● What to do:
The response must contain each line of the material that holds "slot".

● Excerpted records:
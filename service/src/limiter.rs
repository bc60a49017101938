//! In-process request rate limiting.

use std::{
    collections::{hash_map::Entry, HashMap},
    sync::{Arc, Mutex, PoisonError},
    time::{Duration, Instant},
};

/// Fixed-window rate limiter shared by all request handlers of a process.
///
/// Every logical action carries its own key (`"login:1.2.3.4"`,
/// `"chat:<user-id>"`), so quotas of unrelated actions never interfere.
/// Counters live in memory only and reset on process restart.
#[derive(Clone, Debug, Default)]
pub struct RateLimiter {
    /// Per-key windows of this [`RateLimiter`].
    windows: Arc<Mutex<HashMap<String, Window>>>,
}

/// Single fixed window of a [`RateLimiter`] key.
#[derive(Clone, Copy, Debug)]
struct Window {
    /// Number of requests admitted in this [`Window`] so far.
    count: u32,

    /// [`Instant`] when this [`Window`] ends.
    ends_at: Instant,
}

impl RateLimiter {
    /// Checks whether one more request under the given `key` fits into the
    /// current window, and records it if so.
    ///
    /// A request arriving after the window end opens a fresh window and is
    /// always admitted.
    pub fn admit(
        &self,
        key: impl Into<String>,
        max_requests: u32,
        window: Duration,
    ) -> bool {
        let now = Instant::now();
        let mut windows =
            self.windows.lock().unwrap_or_else(PoisonError::into_inner);
        match windows.entry(key.into()) {
            Entry::Vacant(slot) => {
                drop(slot.insert(Window {
                    count: 1,
                    ends_at: now + window,
                }));
                true
            }
            Entry::Occupied(mut slot) => {
                let current = slot.get_mut();
                if now > current.ends_at {
                    *current = Window {
                        count: 1,
                        ends_at: now + window,
                    };
                    true
                } else if current.count >= max_requests {
                    false
                } else {
                    current.count += 1;
                    true
                }
            }
        }
    }
}

#[cfg(test)]
mod admit_spec {
    use std::{thread, time::Duration};

    use super::RateLimiter;

    #[test]
    fn admits_up_to_the_quota_then_rejects() {
        let limiter = RateLimiter::default();

        for _ in 0..5 {
            assert!(limiter.admit("login:1.2.3.4", 5, Duration::from_secs(60)));
        }
        assert!(!limiter.admit("login:1.2.3.4", 5, Duration::from_secs(60)));
        assert!(!limiter.admit("login:1.2.3.4", 5, Duration::from_secs(60)));
    }

    #[test]
    fn tracks_keys_independently() {
        let limiter = RateLimiter::default();

        assert!(limiter.admit("login:1.2.3.4", 1, Duration::from_secs(60)));
        assert!(!limiter.admit("login:1.2.3.4", 1, Duration::from_secs(60)));
        assert!(limiter.admit("login:5.6.7.8", 1, Duration::from_secs(60)));
        assert!(limiter.admit("chat:1.2.3.4", 1, Duration::from_secs(60)));
    }

    #[test]
    fn opens_a_fresh_window_after_expiry() {
        let limiter = RateLimiter::default();
        let window = Duration::from_millis(30);

        assert!(limiter.admit("register:1.2.3.4", 1, window));
        assert!(!limiter.admit("register:1.2.3.4", 1, window));

        thread::sleep(window + Duration::from_millis(10));

        assert!(limiter.admit("register:1.2.3.4", 1, window));
    }
}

● Reply to the exercise:
            Entry::Vacant(slot) => {
                drop(slot.insert(Window {
            Entry::Occupied(mut slot) => {
                let current = slot.get_mut();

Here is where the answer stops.